*State of Concurrency/Parallelism for @flows* I've...
# ask-community
d
State of Concurrency/Parallelism for @flows I've been digging through the docs and github but having a real problem telling if concurrent/parallel execution of non-async subflows is supported with Prefect at this point. Can someone give a definitive answer since there seems to be a number of tickets open on this in github that relate to the issue (as well as an async workaround which will not work for my case) and a
flow.submit
feature request but I can't find docs or a solid answer on where this functionality stands. In sum, trying to take a list of files I generate from a directory read and then submit that to another flow for processing in tasked sequence up to the max concurrency limit (to replace what I have in Airflow). I want the second flow/subflow to be the one that runs in parallel (or minimally, concurrently). If this is possible in Prefect (without async). Can someone point me a the docs or a code example? It is tricky to tell with Prefect 2.0 if this works with
flow.submit
and a subflow.
o
My understanding is that you can make this work with the built-in functionality as long as you don't require the subflows to run in some other infrastructure. In my team, we do have that requirement (we want each subflow to be run in its own docker container), and we had to write some custom code in order to make that work.

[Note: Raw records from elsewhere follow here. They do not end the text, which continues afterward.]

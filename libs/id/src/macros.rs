//! Macros for defining typed identity segments.

/// Macro to define a typed identity segment.
///
/// This generates a newtype wrapper around `String` with:
/// - A `LABEL` constant used in error messages
/// - `parse()` to validate from a string
/// - `as_str()` to borrow the raw value
/// - `Display` and `FromStr` implementations
/// - `Serialize` and `Deserialize` implementations
/// - `Ord`, `Hash`, and other standard traits
///
/// # Example
///
/// ```ignore
/// define_segment!(HostId, "host");
///
/// let host: HostId = "compute-01".parse()?;
/// assert_eq!(host.as_str(), "compute-01");
/// ```
#[macro_export]
macro_rules! define_segment {
    ($name:ident, $label:literal) => {
        /// A validated identity segment.
        #[derive(Debug, Clone, PartialEq, Eq, PartialOrd, Ord, Hash)]
        pub struct $name(String);

        impl $name {
            /// Human-readable name of this segment.
            pub const LABEL: &'static str = $label;

            /// Parses a segment from a string.
            ///
            /// The string must be non-empty and must not contain `/`.
            pub fn parse(s: &str) -> Result<Self, $crate::IdError> {
                if s.is_empty() {
                    return Err($crate::IdError::Empty {
                        segment: Self::LABEL,
                    });
                }

                if s.contains('/') {
                    return Err($crate::IdError::InvalidCharacter {
                        segment: Self::LABEL,
                        character: '/',
                        actual: s.to_string(),
                    });
                }

                Ok(Self(s.to_string()))
            }

            /// Returns the raw segment value.
            #[must_use]
            pub fn as_str(&self) -> &str {
                &self.0
            }
        }

        impl std::fmt::Display for $name {
            fn fmt(&self, f: &mut std::fmt::Formatter<'_>) -> std::fmt::Result {
                f.write_str(&self.0)
            }
        }

        impl std::str::FromStr for $name {
            type Err = $crate::IdError;

            fn from_str(s: &str) -> Result<Self, Self::Err> {
                Self::parse(s)
            }
        }

        impl serde::Serialize for $name {
            fn serialize<S>(&self, serializer: S) -> Result<S::Ok, S::Error>
            where
                S: serde::Serializer,
            {
                serializer.serialize_str(&self.0)
            }
        }

        impl<'de> serde::Deserialize<'de> for $name {
            fn deserialize<D>(deserializer: D) -> Result<Self, D::Error>
            where
                D: serde::Deserializer<'de>,
            {
                let s = String::deserialize(deserializer)?;
                Self::parse(&s).map_err(serde::de::Error::custom)
            }
        }

        impl AsRef<str> for $name {
            fn as_ref(&self) -> &str {
                &self.0
            }
        }
    };
}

If you can let me know whether you have the same requirement regarding infrastructure, maybe I can point you in the right direction.
d
@Oscar Björhn Thanks for replying! I don't have that requirement, I blieve. I have a docker compose with the one prefect server and a cli server which connects to it for command and control. Other than that, it's pretty straight up
docker compose
I'd love a pointer if you've got something but I am honestly stumped how to make this work as a subflow off the main flow concurrently. Do you have any code examples? Really just need to see how someone did it to make it work, I feel.
s
I've done some brute force parallelization by creating a deployment for the subflow and then calling
run_deployment(..., timeout=0)
on the subflow deployment. The
timeout=0
turns the
run_deployment
into a non-blocking operation.
My subflows are each computationally intensive, so running them concurrently on a single "node" wasn't an option.
o
@DarylSean Davis' solution with run_deployment (with timeout 0) is what I would have recommended in your case. I don't think there's anything more simple built-in, but it's been a while since I had a look at new capabilities
d
@Sean Davis Interesting. I hadn't thought of that. To save me some trial and error, do you have a rough up of how that code looks dividing up the deployment and the normal flow? (also, will that subflow deployment technique work with subflows below the subflow... I have a dad_letter pattern for files that throw serious errors or obvious data qual problems.). \\ @Oscar Björhn
(so for example, are you creatimg a deployment of the subflow as one pythong file with a
.serve
and then just calling it via a second file (run as a deployment) or straight up script?
s
I create the deployment using:
Copy code
subflow.deploy(....)
Then I use the name of the subflow deployment in
run_deployment
in the parent flow.
I have no idea if this is the best way to do things, but it achieves the desired result of parallel flows, each running on its own infrastructure (in my case).
d
@Sean Davis Thanks. This is helpful context. I did not know about
subflow.deploy
so I'll experiment a bit today and see if that manages to sort the issue for me. At this point, even though I like the way Prefect handles (well, basically everything), if I can't get the parallelism issue sorted by end of weekend, I'll need to fall back to Airflow until Prefect handles this more natively with flow.serve/submit etc etc. (Personally, I find it strange this is not way easier to sort in Prefect since I imagine it is a basic use case for most people... ie. take this subflow that has dependent tasks - run a bunch of them at the same time to speed things up.)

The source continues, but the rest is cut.